Segment Open

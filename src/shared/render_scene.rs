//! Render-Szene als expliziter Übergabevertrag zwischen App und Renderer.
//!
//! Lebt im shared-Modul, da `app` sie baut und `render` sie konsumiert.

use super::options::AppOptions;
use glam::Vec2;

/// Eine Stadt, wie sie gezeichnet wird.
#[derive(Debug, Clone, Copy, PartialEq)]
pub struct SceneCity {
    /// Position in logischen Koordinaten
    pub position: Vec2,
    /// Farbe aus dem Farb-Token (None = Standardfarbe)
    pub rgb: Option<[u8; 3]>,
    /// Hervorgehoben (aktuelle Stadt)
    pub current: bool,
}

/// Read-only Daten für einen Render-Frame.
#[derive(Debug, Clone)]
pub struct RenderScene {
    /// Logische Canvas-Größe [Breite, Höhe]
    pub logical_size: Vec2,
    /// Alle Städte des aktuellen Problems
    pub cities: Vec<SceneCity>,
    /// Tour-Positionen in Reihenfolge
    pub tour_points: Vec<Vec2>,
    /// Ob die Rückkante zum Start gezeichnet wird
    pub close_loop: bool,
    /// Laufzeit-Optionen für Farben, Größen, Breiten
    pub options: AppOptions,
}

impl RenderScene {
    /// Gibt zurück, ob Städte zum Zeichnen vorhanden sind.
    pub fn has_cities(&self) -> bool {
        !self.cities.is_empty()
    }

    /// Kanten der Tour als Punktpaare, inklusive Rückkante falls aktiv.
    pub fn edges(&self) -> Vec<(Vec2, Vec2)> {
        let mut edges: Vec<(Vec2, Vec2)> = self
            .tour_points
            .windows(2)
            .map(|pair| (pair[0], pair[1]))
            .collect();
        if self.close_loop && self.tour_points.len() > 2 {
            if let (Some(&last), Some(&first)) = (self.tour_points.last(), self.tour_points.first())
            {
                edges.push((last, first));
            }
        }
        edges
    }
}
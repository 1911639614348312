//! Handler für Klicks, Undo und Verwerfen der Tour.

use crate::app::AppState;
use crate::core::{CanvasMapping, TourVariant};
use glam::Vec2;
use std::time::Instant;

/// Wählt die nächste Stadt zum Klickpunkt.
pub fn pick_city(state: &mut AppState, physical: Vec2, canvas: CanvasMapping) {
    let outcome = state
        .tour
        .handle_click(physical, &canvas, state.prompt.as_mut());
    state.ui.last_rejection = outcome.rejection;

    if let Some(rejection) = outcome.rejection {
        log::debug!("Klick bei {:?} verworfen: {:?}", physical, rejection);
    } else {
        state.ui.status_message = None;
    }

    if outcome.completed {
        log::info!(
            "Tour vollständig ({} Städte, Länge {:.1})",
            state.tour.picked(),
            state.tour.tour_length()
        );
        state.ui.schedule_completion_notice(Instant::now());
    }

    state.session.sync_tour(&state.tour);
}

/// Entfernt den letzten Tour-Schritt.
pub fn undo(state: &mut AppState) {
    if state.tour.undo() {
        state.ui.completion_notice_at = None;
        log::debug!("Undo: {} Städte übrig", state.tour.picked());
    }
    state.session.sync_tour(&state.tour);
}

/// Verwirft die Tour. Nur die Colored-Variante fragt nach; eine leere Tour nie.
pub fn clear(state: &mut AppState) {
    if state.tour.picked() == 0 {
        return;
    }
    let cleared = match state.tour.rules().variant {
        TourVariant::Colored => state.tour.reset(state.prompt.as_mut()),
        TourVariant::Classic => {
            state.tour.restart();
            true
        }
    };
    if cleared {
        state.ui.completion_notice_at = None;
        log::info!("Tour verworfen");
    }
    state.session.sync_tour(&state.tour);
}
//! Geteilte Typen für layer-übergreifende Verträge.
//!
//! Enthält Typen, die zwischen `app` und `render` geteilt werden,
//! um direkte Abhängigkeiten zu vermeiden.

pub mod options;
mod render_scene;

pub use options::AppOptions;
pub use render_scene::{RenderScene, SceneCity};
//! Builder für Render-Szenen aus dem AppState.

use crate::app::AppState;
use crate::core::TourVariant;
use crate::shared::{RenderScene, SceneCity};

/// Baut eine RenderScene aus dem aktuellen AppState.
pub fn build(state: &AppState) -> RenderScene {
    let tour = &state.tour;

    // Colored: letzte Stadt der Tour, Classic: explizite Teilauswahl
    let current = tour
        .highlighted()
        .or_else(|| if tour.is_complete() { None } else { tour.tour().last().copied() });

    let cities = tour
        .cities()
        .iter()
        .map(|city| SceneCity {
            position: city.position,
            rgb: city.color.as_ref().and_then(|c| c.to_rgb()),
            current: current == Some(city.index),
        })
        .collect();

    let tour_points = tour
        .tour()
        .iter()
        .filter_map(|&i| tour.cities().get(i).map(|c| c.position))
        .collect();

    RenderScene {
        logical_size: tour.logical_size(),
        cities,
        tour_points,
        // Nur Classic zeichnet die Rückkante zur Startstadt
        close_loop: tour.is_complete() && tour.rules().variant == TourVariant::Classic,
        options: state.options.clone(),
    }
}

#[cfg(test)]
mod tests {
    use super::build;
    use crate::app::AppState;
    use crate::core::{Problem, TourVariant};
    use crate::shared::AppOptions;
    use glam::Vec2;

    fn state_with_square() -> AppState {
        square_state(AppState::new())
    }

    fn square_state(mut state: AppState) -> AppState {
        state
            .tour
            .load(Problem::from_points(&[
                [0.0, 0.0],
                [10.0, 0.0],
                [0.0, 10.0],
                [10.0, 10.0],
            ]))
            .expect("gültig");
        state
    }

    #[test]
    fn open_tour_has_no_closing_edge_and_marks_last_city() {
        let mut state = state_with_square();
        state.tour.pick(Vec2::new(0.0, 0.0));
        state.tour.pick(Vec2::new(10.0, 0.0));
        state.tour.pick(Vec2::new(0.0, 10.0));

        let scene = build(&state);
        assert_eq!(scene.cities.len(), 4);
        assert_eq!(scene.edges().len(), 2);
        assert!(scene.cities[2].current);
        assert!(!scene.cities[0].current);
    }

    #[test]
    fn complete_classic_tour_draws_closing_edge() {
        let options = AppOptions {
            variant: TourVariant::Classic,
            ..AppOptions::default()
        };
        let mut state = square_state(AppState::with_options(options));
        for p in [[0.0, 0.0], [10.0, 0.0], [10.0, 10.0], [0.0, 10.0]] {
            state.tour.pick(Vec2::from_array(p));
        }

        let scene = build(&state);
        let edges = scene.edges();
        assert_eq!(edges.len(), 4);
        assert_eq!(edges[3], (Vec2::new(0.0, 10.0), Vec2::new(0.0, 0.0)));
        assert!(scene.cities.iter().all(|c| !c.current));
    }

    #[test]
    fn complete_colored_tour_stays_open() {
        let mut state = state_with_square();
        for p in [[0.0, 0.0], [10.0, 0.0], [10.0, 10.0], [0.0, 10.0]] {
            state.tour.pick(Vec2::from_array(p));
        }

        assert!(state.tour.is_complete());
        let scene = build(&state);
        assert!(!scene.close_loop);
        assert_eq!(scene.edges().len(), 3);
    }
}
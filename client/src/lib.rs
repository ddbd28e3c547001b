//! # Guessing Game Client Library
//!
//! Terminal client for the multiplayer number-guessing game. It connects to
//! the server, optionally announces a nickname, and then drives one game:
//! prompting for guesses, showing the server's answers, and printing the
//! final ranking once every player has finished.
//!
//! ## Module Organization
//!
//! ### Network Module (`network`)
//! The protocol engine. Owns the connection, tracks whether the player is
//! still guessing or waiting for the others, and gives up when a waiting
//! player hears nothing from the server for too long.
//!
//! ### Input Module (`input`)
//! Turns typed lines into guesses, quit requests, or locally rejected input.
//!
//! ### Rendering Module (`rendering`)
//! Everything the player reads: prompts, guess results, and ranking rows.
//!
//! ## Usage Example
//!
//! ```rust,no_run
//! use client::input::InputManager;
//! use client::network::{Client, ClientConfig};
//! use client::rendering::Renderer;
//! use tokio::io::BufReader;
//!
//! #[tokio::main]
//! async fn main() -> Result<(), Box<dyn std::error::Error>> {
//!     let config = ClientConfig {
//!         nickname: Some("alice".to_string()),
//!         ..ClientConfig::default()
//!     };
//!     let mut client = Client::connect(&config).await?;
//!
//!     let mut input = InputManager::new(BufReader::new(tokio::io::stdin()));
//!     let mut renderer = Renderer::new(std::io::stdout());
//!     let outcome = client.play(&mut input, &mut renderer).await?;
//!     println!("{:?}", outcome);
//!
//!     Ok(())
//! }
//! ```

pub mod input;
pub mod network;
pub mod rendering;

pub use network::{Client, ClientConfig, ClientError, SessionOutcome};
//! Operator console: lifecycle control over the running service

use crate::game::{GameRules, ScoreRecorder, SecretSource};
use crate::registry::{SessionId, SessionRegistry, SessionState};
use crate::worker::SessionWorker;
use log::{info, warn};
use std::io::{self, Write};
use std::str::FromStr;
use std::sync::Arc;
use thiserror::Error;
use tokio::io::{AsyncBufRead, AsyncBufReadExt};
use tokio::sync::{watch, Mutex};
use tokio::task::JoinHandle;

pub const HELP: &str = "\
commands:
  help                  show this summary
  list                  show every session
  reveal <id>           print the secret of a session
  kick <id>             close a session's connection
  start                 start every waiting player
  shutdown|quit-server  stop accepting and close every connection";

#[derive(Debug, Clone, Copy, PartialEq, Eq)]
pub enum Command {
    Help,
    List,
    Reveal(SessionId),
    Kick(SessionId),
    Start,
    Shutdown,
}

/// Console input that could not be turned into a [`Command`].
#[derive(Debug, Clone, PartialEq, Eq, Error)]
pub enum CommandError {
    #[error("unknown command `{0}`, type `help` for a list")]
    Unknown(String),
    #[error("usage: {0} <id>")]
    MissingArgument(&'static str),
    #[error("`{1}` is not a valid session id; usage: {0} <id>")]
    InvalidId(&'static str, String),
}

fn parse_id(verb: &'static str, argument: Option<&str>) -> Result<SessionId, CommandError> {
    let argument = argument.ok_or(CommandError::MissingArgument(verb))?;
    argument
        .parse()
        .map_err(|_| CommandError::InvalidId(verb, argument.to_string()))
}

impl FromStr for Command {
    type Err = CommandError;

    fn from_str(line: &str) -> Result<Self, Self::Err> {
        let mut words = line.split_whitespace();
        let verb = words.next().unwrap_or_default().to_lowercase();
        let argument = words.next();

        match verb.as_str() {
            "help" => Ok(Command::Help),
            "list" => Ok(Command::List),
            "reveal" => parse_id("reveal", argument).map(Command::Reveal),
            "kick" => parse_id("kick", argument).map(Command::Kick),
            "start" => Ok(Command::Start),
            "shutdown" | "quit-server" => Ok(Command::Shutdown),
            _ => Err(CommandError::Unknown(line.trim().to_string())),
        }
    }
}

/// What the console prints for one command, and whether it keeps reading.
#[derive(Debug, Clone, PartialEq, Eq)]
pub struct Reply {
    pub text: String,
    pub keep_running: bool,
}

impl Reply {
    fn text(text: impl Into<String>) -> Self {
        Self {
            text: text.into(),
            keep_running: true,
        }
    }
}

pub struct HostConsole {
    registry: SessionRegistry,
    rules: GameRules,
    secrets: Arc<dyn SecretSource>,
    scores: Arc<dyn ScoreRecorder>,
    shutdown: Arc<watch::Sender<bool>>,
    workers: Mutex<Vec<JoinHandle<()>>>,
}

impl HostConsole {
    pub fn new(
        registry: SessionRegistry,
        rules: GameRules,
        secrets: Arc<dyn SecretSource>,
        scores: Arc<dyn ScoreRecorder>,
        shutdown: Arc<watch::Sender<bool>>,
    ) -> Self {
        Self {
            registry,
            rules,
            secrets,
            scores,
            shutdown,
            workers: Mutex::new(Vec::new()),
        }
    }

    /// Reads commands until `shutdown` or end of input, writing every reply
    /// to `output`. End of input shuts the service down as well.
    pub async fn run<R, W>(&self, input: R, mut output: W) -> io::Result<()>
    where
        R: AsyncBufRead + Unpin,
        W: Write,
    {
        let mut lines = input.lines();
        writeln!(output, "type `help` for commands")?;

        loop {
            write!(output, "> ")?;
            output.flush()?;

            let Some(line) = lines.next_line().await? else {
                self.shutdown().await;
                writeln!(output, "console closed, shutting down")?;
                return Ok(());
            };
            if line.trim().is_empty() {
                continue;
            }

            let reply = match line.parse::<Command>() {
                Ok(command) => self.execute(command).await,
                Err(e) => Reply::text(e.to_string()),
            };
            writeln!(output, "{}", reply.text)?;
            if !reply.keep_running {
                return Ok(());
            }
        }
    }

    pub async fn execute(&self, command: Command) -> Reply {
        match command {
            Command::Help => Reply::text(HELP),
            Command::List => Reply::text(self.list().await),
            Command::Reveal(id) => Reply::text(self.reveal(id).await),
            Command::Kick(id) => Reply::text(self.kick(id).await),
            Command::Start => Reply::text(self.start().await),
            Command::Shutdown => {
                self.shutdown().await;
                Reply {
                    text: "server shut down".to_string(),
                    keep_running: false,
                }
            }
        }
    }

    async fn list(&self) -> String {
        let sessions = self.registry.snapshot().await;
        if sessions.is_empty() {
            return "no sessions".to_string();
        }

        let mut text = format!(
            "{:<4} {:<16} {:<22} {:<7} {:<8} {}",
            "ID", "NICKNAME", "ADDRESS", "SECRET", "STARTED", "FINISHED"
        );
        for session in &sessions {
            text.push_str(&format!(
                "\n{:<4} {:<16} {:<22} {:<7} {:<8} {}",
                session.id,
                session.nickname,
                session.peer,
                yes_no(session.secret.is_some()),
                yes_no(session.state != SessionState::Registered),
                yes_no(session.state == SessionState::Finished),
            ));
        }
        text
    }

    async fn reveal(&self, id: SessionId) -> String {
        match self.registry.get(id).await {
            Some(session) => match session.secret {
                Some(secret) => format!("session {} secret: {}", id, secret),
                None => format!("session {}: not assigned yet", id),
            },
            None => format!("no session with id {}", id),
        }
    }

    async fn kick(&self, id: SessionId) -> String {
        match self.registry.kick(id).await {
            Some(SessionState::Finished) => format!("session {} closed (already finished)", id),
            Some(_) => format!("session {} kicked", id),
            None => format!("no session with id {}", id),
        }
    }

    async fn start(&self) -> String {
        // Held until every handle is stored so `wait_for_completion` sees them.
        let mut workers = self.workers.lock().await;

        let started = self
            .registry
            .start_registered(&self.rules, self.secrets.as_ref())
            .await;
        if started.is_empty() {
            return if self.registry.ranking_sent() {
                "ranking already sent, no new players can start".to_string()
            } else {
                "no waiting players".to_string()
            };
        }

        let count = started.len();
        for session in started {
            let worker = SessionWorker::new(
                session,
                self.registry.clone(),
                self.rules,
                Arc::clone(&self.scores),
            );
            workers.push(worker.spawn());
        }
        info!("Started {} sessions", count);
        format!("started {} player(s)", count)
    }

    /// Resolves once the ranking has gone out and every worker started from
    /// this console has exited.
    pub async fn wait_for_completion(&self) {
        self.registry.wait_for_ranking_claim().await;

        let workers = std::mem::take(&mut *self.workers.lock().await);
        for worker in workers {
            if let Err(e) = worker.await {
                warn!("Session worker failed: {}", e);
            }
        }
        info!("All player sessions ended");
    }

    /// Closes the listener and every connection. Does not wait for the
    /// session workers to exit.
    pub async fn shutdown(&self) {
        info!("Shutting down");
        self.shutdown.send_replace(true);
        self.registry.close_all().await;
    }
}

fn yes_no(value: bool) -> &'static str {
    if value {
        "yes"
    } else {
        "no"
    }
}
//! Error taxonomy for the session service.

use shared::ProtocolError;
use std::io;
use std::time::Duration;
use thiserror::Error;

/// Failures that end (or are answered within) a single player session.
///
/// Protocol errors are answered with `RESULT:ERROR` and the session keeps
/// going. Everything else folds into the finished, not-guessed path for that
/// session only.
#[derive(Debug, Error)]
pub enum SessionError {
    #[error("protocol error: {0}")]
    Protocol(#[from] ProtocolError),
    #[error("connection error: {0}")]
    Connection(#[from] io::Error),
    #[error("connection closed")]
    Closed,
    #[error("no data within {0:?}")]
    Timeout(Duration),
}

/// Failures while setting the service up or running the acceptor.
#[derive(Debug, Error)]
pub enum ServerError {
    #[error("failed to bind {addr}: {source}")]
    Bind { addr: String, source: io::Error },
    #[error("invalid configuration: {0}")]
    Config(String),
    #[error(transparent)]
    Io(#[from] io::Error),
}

Segment Closed
Segment Open

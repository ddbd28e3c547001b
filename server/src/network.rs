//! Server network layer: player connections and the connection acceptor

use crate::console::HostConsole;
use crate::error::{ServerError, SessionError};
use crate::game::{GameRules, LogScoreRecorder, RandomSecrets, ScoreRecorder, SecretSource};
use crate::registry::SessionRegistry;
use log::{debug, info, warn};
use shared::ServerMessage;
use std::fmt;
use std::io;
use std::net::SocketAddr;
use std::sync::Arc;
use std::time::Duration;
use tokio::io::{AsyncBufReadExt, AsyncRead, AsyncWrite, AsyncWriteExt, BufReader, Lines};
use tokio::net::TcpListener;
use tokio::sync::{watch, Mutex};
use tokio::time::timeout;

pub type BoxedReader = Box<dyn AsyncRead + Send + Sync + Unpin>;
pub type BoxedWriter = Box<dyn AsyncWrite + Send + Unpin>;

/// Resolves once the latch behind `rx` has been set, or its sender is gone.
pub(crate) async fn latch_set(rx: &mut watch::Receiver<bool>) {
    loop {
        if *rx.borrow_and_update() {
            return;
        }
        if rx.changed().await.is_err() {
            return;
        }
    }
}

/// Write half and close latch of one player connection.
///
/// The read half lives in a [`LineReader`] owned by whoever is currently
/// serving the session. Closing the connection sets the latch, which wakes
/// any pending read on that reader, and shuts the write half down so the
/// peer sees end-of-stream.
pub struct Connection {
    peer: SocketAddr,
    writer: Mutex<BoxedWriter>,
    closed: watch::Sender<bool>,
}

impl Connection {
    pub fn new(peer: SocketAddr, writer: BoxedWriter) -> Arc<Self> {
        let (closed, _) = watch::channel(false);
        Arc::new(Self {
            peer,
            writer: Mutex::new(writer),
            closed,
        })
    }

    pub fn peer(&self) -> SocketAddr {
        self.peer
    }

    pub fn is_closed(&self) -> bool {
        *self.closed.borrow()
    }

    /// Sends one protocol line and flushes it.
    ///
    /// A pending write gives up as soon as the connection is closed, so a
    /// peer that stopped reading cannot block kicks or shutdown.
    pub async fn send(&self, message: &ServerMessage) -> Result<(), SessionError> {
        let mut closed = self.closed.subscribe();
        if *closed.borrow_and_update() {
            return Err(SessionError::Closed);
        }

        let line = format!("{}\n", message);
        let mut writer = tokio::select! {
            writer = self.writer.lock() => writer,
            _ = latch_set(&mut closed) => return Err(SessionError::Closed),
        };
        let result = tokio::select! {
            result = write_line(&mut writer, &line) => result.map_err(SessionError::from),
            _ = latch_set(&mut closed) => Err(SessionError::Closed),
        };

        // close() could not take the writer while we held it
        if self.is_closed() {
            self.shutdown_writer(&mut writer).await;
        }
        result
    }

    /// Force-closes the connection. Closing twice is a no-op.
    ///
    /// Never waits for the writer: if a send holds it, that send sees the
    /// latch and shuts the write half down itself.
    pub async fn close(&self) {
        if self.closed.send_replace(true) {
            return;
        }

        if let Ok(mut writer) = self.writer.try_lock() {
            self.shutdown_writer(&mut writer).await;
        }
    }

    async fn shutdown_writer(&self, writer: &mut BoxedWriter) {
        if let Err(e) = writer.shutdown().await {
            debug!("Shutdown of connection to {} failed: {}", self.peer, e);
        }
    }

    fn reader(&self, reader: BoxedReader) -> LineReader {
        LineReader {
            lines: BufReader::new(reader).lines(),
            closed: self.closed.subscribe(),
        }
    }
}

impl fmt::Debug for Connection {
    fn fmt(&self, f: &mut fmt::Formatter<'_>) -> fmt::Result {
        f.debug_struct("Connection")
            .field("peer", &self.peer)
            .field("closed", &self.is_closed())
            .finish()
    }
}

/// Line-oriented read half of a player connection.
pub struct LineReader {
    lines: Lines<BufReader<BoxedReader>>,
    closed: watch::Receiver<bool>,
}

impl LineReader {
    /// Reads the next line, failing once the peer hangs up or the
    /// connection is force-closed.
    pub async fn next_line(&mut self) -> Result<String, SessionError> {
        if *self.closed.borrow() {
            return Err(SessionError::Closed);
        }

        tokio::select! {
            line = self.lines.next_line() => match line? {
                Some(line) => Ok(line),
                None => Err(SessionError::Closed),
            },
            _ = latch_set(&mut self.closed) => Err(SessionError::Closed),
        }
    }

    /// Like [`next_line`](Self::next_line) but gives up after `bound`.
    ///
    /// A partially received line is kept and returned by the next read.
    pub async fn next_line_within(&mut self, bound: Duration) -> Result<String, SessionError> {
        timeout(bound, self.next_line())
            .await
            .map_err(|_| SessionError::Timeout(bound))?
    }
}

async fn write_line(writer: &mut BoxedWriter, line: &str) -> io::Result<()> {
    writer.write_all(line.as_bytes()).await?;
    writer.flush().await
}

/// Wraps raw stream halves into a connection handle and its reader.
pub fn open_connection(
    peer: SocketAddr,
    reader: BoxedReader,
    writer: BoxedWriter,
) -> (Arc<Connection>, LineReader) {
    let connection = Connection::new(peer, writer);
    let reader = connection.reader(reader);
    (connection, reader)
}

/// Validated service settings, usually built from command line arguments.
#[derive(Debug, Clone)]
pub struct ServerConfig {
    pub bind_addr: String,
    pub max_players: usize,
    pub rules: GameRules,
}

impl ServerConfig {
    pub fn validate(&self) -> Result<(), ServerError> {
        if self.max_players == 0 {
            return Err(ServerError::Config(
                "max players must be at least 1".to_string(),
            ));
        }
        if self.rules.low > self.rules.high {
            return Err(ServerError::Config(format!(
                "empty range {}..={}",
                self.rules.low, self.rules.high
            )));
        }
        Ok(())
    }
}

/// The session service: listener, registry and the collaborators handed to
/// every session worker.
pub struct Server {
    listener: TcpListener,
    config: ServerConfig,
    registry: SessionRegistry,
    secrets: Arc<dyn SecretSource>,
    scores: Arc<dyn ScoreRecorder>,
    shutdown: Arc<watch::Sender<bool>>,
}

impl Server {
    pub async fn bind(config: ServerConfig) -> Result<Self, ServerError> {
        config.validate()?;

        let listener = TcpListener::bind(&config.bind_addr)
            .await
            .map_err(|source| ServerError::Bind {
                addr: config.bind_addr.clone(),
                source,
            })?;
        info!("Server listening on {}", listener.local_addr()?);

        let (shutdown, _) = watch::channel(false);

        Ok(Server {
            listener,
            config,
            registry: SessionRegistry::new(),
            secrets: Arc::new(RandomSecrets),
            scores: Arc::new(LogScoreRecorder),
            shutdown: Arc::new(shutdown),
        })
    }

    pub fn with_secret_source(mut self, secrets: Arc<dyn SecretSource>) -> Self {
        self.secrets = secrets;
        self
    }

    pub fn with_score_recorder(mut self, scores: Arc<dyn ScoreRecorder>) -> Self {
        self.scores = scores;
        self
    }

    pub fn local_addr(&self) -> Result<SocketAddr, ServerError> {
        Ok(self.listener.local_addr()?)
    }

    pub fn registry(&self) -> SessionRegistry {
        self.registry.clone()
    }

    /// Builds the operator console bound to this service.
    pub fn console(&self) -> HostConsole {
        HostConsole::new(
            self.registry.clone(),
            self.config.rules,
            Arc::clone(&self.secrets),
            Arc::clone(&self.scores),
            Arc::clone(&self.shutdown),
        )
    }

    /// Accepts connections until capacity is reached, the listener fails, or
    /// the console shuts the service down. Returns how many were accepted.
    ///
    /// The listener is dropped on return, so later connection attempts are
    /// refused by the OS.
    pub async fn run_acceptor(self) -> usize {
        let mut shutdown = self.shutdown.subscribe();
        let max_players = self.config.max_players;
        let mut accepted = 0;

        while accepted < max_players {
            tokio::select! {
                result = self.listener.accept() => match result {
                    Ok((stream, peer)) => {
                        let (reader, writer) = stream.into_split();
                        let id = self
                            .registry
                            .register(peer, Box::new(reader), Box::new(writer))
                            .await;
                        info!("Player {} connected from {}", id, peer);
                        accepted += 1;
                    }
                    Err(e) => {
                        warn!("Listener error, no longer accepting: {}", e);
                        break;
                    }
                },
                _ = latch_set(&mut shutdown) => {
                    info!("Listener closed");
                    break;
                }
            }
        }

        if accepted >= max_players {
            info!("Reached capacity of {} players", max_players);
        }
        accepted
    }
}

Segment Closed

» PROBLEM REQUIREMENTS:
Of the entries above, transcribe exactly those lines that fall between the line containing "filename src/shared/render_scene.rs" and the line containing "#[derive(Debug, Clone, Copy, PartialEq)]", together with those two lines.

» COMPLETED TASK:
filename src/shared/render_scene.rs
//! Render-Szene als expliziter Übergabevertrag zwischen App und Renderer.
//!
//! Lebt im shared-Modul, da `app` sie baut und `render` sie konsumiert.

use super::options::AppOptions;
use glam::Vec2;

/// Eine Stadt, wie sie gezeichnet wird.
#[derive(Debug, Clone, Copy, PartialEq)]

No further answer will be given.